WORK REQUIRED
Report each line of the data that contains the string "replies".

Saved data entries
impl Store {
    /// A store that never touches disk.
    pub fn memory() -> Self {
        Store {
            db: RwLock::new(Database::default()),
            snapshot: None,
        }
    }

    /// Open the store in `data_dir`, loading the existing snapshot if any.
    /// Without a directory the store is memory-only.
    pub fn open(data_dir: Option<&Path>) -> Result<Self, AppError> {
        let Some(dir) = data_dir else {
            return Ok(Store::memory());
        };

        create_dir_all(dir)?;
        let path = dir.join(SNAPSHOT_FILE);
        let db = if path.exists() {
            let db = saving::load_database(&path)?;
            log::info!(
                "loaded snapshot {} ({} users, {} reports)",
                path.display(),
                db.users.len(),
                db.reports.len()
            );
            db
        } else {
            log::info!("starting with an empty database at {}", path.display());
            Database::default()
        };

        Ok(Store {
            db: RwLock::new(db),
            snapshot: Some(path),
        })
    }

    /// Run a read-only query against the database.
    pub fn read<R>(&self, f: impl FnOnce(&Database) -> R) -> Result<R, AppError> {
        let db = self
            .db
            .read()
            .map_err(|_| AppError::Storage("database lock poisoned".to_string()))?;
        Ok(f(&db))
    }

    /// Run a mutation and persist the result.
    ///
    /// The mutation runs on a copy that replaces the live database only once
    /// it is saved, so a failed closure or a failed snapshot changes nothing.
    pub fn write<R>(
        &self,
        f: impl FnOnce(&mut Database) -> Result<R, AppError>,
    ) -> Result<R, AppError> {
        let mut db = self
            .db
            .write()
            .map_err(|_| AppError::Storage("database lock poisoned".to_string()))?;
        let mut next = db.clone();
        let result = f(&mut next)?;
        if let Some(path) = &self.snapshot {
            saving::save_database(&next, path)?;
        }
        *db = next;
        Ok(result)
    }
}
use reportdesk::app;
use reportdesk::config::Settings;

#[tokio::main]
async fn main() -> Result<(), Box<dyn std::error::Error>> {
    env_logger::Builder::from_env(env_logger::Env::default().default_filter_or("info")).init();

    let settings = Settings::from_env()?;
    log::info!(
        "starting reportdesk (data: {}, uploads: {})",
        settings
            .data_dir
            .as_ref()
            .map(|d| d.display().to_string())
            .unwrap_or_else(|| "in memory".to_string()),
        settings.upload_dir.display()
    );

    app::run(settings).await?;
    Ok(())
}
//! Typed HTTP client for the API, plus optimistic comment editing on top of it.
//!
//! ```no_run
//! # async fn demo() -> Result<(), reportdesk::client::ClientError> {
//! use reportdesk::client::{ApiClient, CommentSection};
//!
//! let mut api = ApiClient::new("http://127.0.0.1:8000");
//! api.login("alice", "password1").await?;
//! let me = api.me().await?;
//!
//! let mut section = CommentSection::load(&api, 1, &me).await?;
//! section.post(&api, None, "Looks good @bob").await?;
//! # Ok(())
//! # }
//! ```

use chrono::Utc;
use reqwest::multipart::{Form, Part};
use reqwest::{Method, RequestBuilder, StatusCode};
use serde::Deserialize;
use serde::de::DeserializeOwned;
use thiserror::Error;

use crate::comments::{CommentNode, CommentThread, MAX_COMMENT_PAGE, NodeKey, ThreadError};
use crate::models::{AttachmentResponse, MentionResponse, ReportResponse, Token, UserResponse};
use crate::reports::Page;
use crate::uploads::UploadedFile;

/// Root comments requested per page when loading a whole thread.
pub const COMMENT_PAGE_SIZE: usize = 100;

#[derive(Debug, Error)]
pub enum ClientError {
    #[error("request failed: {0}")]
    Http(#[from] reqwest::Error),

    /// The server answered with an error status.
    #[error("{status}: {detail}")]
    Api { status: StatusCode, detail: String },

    #[error("comment thread: {0}")]
    Thread(#[from] ThreadError),
}

impl ClientError {
    /// HTTP status of an API error, if this is one.
    pub fn status(&self) -> Option<StatusCode> {
        match self {
            ClientError::Api { status, .. } => Some(*status),
            ClientError::Http(e) => e.status(),
            ClientError::Thread(_) => None,
        }
    }
}

#[derive(Deserialize)]
struct ErrorBody {
    detail: String,
}

#[derive(Deserialize)]
struct DeletedComments {
    #[serde(default)]
    deleted: Vec<u64>,
}

/// Client for one server. Holds the bearer token after [`ApiClient::login`].
#[derive(Debug, Clone)]
pub struct ApiClient {
    http: reqwest::Client,
    base_url: String,
    token: Option<String>,
}

impl ApiClient {
    /// `base_url` is the server root, e.g. `http://127.0.0.1:8000`.
    pub fn new(base_url: &str) -> Self {
        ApiClient {
            http: reqwest::Client::new(),
            base_url: base_url.trim_end_matches('/').to_string(),
            token: None,
        }
    }

    pub fn with_token(mut self, token: impl Into<String>) -> Self {
        self.token = Some(token.into());
        self
    }

    pub fn token(&self) -> Option<&str> {
        self.token.as_deref()
    }

    fn request(&self, method: Method, path: &str) -> RequestBuilder {
        let builder = self
            .http
            .request(method, format!("{}/api{}", self.base_url, path));
        match &self.token {
            Some(token) => builder.bearer_auth(token),
            None => builder,
        }
    }

    async fn checked(builder: RequestBuilder) -> Result<reqwest::Response, ClientError> {
        let response = builder.send().await?;
        let status = response.status();
        if status.is_success() {
            return Ok(response);
        }

        let text = response.text().await.unwrap_or_default();
        let detail = serde_json::from_str::<ErrorBody>(&text)
            .map(|body| body.detail)
            .unwrap_or(text);
        Err(ClientError::Api { status, detail })
    }

    async fn send<T: DeserializeOwned>(builder: RequestBuilder) -> Result<T, ClientError> {
        Ok(Self::checked(builder).await?.json::<T>().await?)
    }

    fn file_part(file: &UploadedFile) -> Result<Part, ClientError> {
        Ok(Part::bytes(file.bytes.clone())
            .file_name(file.filename.clone())
            .mime_str(&file.content_type)?)
    }

    pub async fn register(
        &self,
        username: &str,
        email: &str,
        password: &str,
        full_name: &str,
    ) -> Result<UserResponse, ClientError> {
        let body = serde_json::json!({
            "username": username,
            "email": email,
            "password": password,
            "full_name": full_name,
        });
        Self::send(self.request(Method::POST, "/auth/register").json(&body)).await
    }

    /// Log in with a username or email and keep the returned token.
    pub async fn login(&mut self, login: &str, password: &str) -> Result<Token, ClientError> {
        let form = [("username", login), ("password", password)];
        let token: Token =
            Self::send(self.request(Method::POST, "/auth/login").form(&form)).await?;
        self.token = Some(token.access_token.clone());
        Ok(token)
    }

    pub async fn logout(&mut self) -> Result<(), ClientError> {
        Self::checked(self.request(Method::POST, "/auth/logout")).await?;
        self.token = None;
        Ok(())
    }

    pub async fn me(&self) -> Result<UserResponse, ClientError> {
        Self::send(self.request(Method::GET, "/auth/me")).await
    }

    /// Change the signed-in user's full name and/or password.
    pub async fn update_me(
        &self,
        full_name: Option<&str>,
        password: Option<&str>,
    ) -> Result<UserResponse, ClientError> {
        let body = serde_json::json!({
            "full_name": full_name,
            "password": password,
        });
        Self::send(self.request(Method::PUT, "/auth/me").json(&body)).await
    }

    pub async fn list_reports(
        &self,
        skip: usize,
        limit: usize,
        search: &str,
    ) -> Result<Page<ReportResponse>, ClientError> {
        let query = [
            ("skip", skip.to_string()),
            ("limit", limit.to_string()),
            ("search", search.to_string()),
        ];
        Self::send(self.request(Method::GET, "/reports").query(&query)).await
    }

    pub async fn get_report(&self, report_id: u64) -> Result<ReportResponse, ClientError> {
        Self::send(self.request(Method::GET, &format!("/reports/{}", report_id))).await
    }

    pub async fn create_report(
        &self,
        title: &str,
        content: &str,
        files: &[UploadedFile],
    ) -> Result<ReportResponse, ClientError> {
        let mut form = Form::new()
            .text("title", title.to_string())
            .text("content", content.to_string());
        for file in files {
            form = form.part("files", Self::file_part(file)?);
        }
        Self::send(self.request(Method::POST, "/reports").multipart(form)).await
    }

    /// Change title and/or content; `files` are appended as attachments.
    pub async fn update_report(
        &self,
        report_id: u64,
        title: Option<&str>,
        content: Option<&str>,
        files: &[UploadedFile],
    ) -> Result<ReportResponse, ClientError> {
        let mut form = Form::new();
        if let Some(title) = title {
            form = form.text("title", title.to_string());
        }
        if let Some(content) = content {
            form = form.text("content", content.to_string());
        }
        for file in files {
            form = form.part("files", Self::file_part(file)?);
        }
        Self::send(
            self.request(Method::PUT, &format!("/reports/{}", report_id))
                .multipart(form),
        )
        .await
    }

    pub async fn delete_report(&self, report_id: u64) -> Result<(), ClientError> {
        Self::checked(self.request(Method::DELETE, &format!("/reports/{}", report_id))).await?;
        Ok(())
    }

    pub async fn upload_attachment(
        &self,
        report_id: u64,
        file: &UploadedFile,
    ) -> Result<AttachmentResponse, ClientError> {
        let form = Form::new().part("file", Self::file_part(file)?);
        Self::send(
            self.request(Method::POST, &format!("/reports/{}/attachments", report_id))
                .multipart(form),
        )
        .await
    }

    pub async fn download_attachment(
        &self,
        report_id: u64,
        attachment_id: u64,
    ) -> Result<Vec<u8>, ClientError> {
        let path = format!("/reports/{}/attachments/{}", report_id, attachment_id);
        let response = Self::checked(self.request(Method::GET, &path)).await?;
        Ok(response.bytes().await?.to_vec())
    }

    pub async fn delete_attachment(
        &self,
        report_id: u64,
        attachment_id: u64,
    ) -> Result<(), ClientError> {
        let path = format!("/reports/{}/attachments/{}", report_id, attachment_id);
        Self::checked(self.request(Method::DELETE, &path)).await?;
        Ok(())
    }

    /// One page of root comments, each with all of its replies.
    pub async fn list_comments(
        &self,
        report_id: u64,
        skip: usize,
        limit: usize,
    ) -> Result<Vec<CommentNode>, ClientError> {
        let query = [("skip", skip), ("limit", limit)];
        Self::send(
            self.request(Method::GET, &format!("/comments/report/{}", report_id))
                .query(&query),
        )
        .await
    }

    /// Every root comment of a report, fetched `page_size` roots at a time.
    pub async fn list_all_comments(
        &self,
        report_id: u64,
        page_size: usize,
    ) -> Result<Vec<CommentNode>, ClientError> {
        let page_size = page_size.clamp(1, MAX_COMMENT_PAGE);
        let mut roots = Vec::new();
        loop {
            let page = self.list_comments(report_id, roots.len(), page_size).await?;
            let done = page.len() < page_size;
            roots.extend(page);
            if done {
                return Ok(roots);
            }
        }
    }

    pub async fn create_comment(
        &self,
        report_id: u64,
        parent_id: Option<u64>,
        content: &str,
    ) -> Result<CommentNode, ClientError> {
        let body = serde_json::json!({
            "report_id": report_id,
            "parent_id": parent_id,
            "content": content,
        });
        Self::send(self.request(Method::POST, "/comments").json(&body)).await
    }

    pub async fn update_comment(
        &self,
        comment_id: u64,
        content: &str,
    ) -> Result<CommentNode, ClientError> {
        let body = serde_json::json!({ "content": content });
        Self::send(
            self.request(Method::PUT, &format!("/comments/{}", comment_id))
                .json(&body),
        )
        .await
    }

    /// Delete a comment; returns the ids removed with it, the comment first.
    pub async fn delete_comment(&self, comment_id: u64) -> Result<Vec<u64>, ClientError> {
        let deleted: DeletedComments =
            Self::send(self.request(Method::DELETE, &format!("/comments/{}", comment_id))).await?;
        Ok(deleted.deleted)
    }

    pub async fn search_users(
        &self,
        query: &str,
        limit: usize,
    ) -> Result<Vec<UserResponse>, ClientError> {
        let query = [("q", query.to_string()), ("limit", limit.to_string())];
        Self::send(self.request(Method::GET, "/users/search").query(&query)).await
    }

    pub async fn my_mentions(&self) -> Result<Vec<MentionResponse>, ClientError> {
        Self::send(self.request(Method::GET, "/mentions")).await
    }
}

/// The comment thread of one report, kept in sync with the server through
/// optimistic updates.
///
/// Every mutation is applied locally first. If the server refuses it the
/// local change is undone, so the thread never shows a state the server
/// rejected.
#[derive(Debug, Clone)]
pub struct CommentSection {
    thread: CommentThread,
    user_id: u64,
    username: String,
}

impl CommentSection {
    pub fn new(thread: CommentThread, me: &UserResponse) -> Self {
        CommentSection {
            thread,
            user_id: me.id,
            username: me.username.clone(),
        }
    }

    /// Fetch the current thread of `report_id`.
    pub async fn load(
        client: &ApiClient,
        report_id: u64,
        me: &UserResponse,
    ) -> Result<Self, ClientError> {
        let roots = client.list_all_comments(report_id, COMMENT_PAGE_SIZE).await?;
        Ok(Self::new(CommentThread::from_nodes(report_id, roots), me))
    }

    pub fn thread(&self) -> &CommentThread {
        &self.thread
    }

    /// Replace the local thread with the server's.
    pub async fn refresh(&mut self, client: &ApiClient) -> Result<(), ClientError> {
        let report_id = self.thread.report_id();
        let roots = client.list_all_comments(report_id, COMMENT_PAGE_SIZE).await?;
        self.thread = CommentThread::from_nodes(report_id, roots);
        Ok(())
    }

    /// Post a comment, or a reply when `parent` is given.
    ///
    /// # Returns
    /// * `NodeKey::Saved` of the stored comment
    pub async fn post(
        &mut self,
        client: &ApiClient,
        parent: Option<u64>,
        content: &str,
    ) -> Result<NodeKey, ClientError> {
        let key = self.thread.insert_optimistic(
            parent,
            self.user_id,
            &self.username,
            content,
            Utc::now(),
        )?;

        match client
            .create_comment(self.thread.report_id(), parent, content)
            .await
        {
            Ok(saved) => {
                let id = saved.id;
                self.thread.confirm(key, saved)?;
                Ok(NodeKey::Saved(id))
            }
            Err(e) => {
                if let Err(rollback) = self.thread.rollback(key) {
                    log::warn!("could not roll back {}: {}", key, rollback);
                }
                Err(e)
            }
        }
    }

    /// Edit a stored comment, reverting the local text if the server refuses.
    pub async fn edit(
        &mut self,
        client: &ApiClient,
        comment_id: u64,
        content: &str,
    ) -> Result<(), ClientError> {
        let key = NodeKey::Saved(comment_id);
        let previous = self.thread.edit(key, content, Utc::now())?;

        match client.update_comment(comment_id, content).await {
            Ok(saved) => {
                self.thread.edit(
                    key,
                    &saved.content,
                    saved.updated_at.unwrap_or_else(Utc::now),
                )?;
                Ok(())
            }
            Err(e) => {
                self.thread.restore_content(key, previous)?;
                Err(e)
            }
        }
    }

    /// Delete a stored comment with its replies, putting the subtree back if
    /// the server refuses.
    pub async fn delete(&mut self, client: &ApiClient, comment_id: u64) -> Result<(), ClientError> {
        let key = NodeKey::Saved(comment_id);
        let detached = self.thread.remove(key).ok_or(ThreadError::NotFound(key))?;

        match client.delete_comment(comment_id).await {
            Ok(_) => Ok(()),
            Err(e) => {
                self.thread.reattach(detached)?;
                Err(e)
            }
        }
    }
}
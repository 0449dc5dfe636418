//! HTTP server: shared state, routing and start-up.

use axum::{
    Json, Router,
    extract::DefaultBodyLimit,
    http::{HeaderValue, Method, header},
    middleware,
    routing::{get, post, put},
};
use std::sync::Arc;
use tokio::net::TcpListener;
use tower_http::cors::CorsLayer;
use tower_http::services::ServeDir;
use tower_http::trace::TraceLayer;

use crate::comments;
use crate::config::Settings;
use crate::error::AppError;
use crate::login;
use crate::mailer::Mailer;
use crate::mentions;
use crate::reports;
use crate::store::Store;
use crate::uploads::{self, UploadStore};

/// Room for multipart framing and text fields on top of the file limit.
const BODY_SLACK_BYTES: usize = 1024 * 1024;

pub struct AppState {
    pub store: Store,
    pub settings: Settings,
    pub uploads: UploadStore,
    pub mailer: Option<Arc<Mailer>>,
}

pub type SharedState = Arc<AppState>;

impl AppState {
    /// Open the store, the upload directories and the mailer described by `settings`.
    pub fn new(settings: Settings) -> Result<Self, AppError> {
        let store = Store::open(settings.data_dir.as_deref())?;
        let uploads = UploadStore::open(&settings.upload_dir)?;
        let mailer = match &settings.smtp {
            Some(smtp) => {
                log::info!("password reset mail goes through {}:{}", smtp.host, smtp.port);
                Some(Arc::new(Mailer::new(smtp)?))
            }
            None => {
                log::warn!("SMTP is not configured; password reset codes will be logged");
                None
            }
        };

        Ok(AppState {
            store,
            settings,
            uploads,
            mailer,
        })
    }
}

async fn health() -> Json<serde_json::Value> {
    Json(serde_json::json!({ "status": "ok" }))
}

fn cors_layer(settings: &Settings) -> Result<CorsLayer, AppError> {
    let origin = settings.cors_origin.parse::<HeaderValue>().map_err(|_| {
        AppError::Config(format!("invalid CORS origin {:?}", settings.cors_origin))
    })?;

    Ok(CorsLayer::new()
        .allow_origin(origin)
        .allow_methods([
            Method::GET,
            Method::POST,
            Method::PUT,
            Method::DELETE,
            Method::OPTIONS,
        ])
        .allow_headers([header::AUTHORIZATION, header::CONTENT_TYPE, header::ACCEPT])
        .allow_credentials(true))
}

/// Build the application router.
///
/// Everything lives under `/api`; inline images are served statically from
/// `/uploads/inline`.
pub fn build_router(state: SharedState) -> Result<Router, AppError> {
    let public = Router::new()
        .route("/health", get(health))
        .route("/auth/register", post(login::handle_register))
        .route("/auth/login", post(login::handle_login))
        .route("/auth/forgot-password", post(login::handle_forgot_password))
        .route("/auth/reset-password", post(login::handle_reset_password));

    let protected = Router::new()
        .route("/auth/me", get(login::handle_me).put(login::handle_update_me))
        .route("/auth/logout", post(login::handle_logout))
        .route("/auth/change-password", post(login::handle_change_password))
        .route("/users", get(login::list_users))
        .route("/users/search", get(login::search_users))
        .route("/users/:id", put(login::update_user))
        .route("/users/:id/projects", put(login::assign_projects))
        .route(
            "/reports",
            get(reports::list_reports).post(reports::create_report),
        )
        .route("/reports/upload-inline", post(reports::upload_inline_image))
        .route(
            "/reports/:id",
            get(reports::get_report)
                .put(reports::update_report)
                .delete(reports::delete_report),
        )
        .route("/reports/:id/attachments", post(uploads::upload_attachment))
        .route(
            "/reports/:id/attachments/:attachment_id",
            get(uploads::download_attachment).delete(uploads::delete_attachment),
        )
        .route("/comments", post(comments::create_comment))
        .route("/comments/report/:report_id", get(comments::list_comments))
        .route(
            "/comments/:id",
            put(comments::update_comment).delete(comments::delete_comment),
        )
        .route("/mentions", get(mentions::list_my_mentions))
        .route_layer(middleware::from_fn_with_state(
            state.clone(),
            login::require_auth,
        ));

    let body_limit = state.settings.max_upload_bytes + BODY_SLACK_BYTES;
    let cors = cors_layer(&state.settings)?;

    Ok(Router::new()
        .nest("/api", public.merge(protected))
        .nest_service("/uploads/inline", ServeDir::new(state.uploads.inline_dir()))
        .layer(DefaultBodyLimit::max(body_limit))
        .layer(TraceLayer::new_for_http())
        .layer(cors)
        .with_state(state))
}

/// Start the server and run until it fails.
pub async fn run(settings: Settings) -> Result<(), AppError> {
    let bind_addr = settings.bind_addr.clone();
    let state = Arc::new(AppState::new(settings)?);
    let app = build_router(state)?;

    let listener = TcpListener::bind(&bind_addr).await?;
    log::info!("listening on http://{}", bind_addr);
    axum::serve(listener, app).await?;

    Ok(())
}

RESULT OF THE TASK
    /// One page of root comments, each with all of its replies.
    /// Delete a stored comment with its replies, putting the subtree back if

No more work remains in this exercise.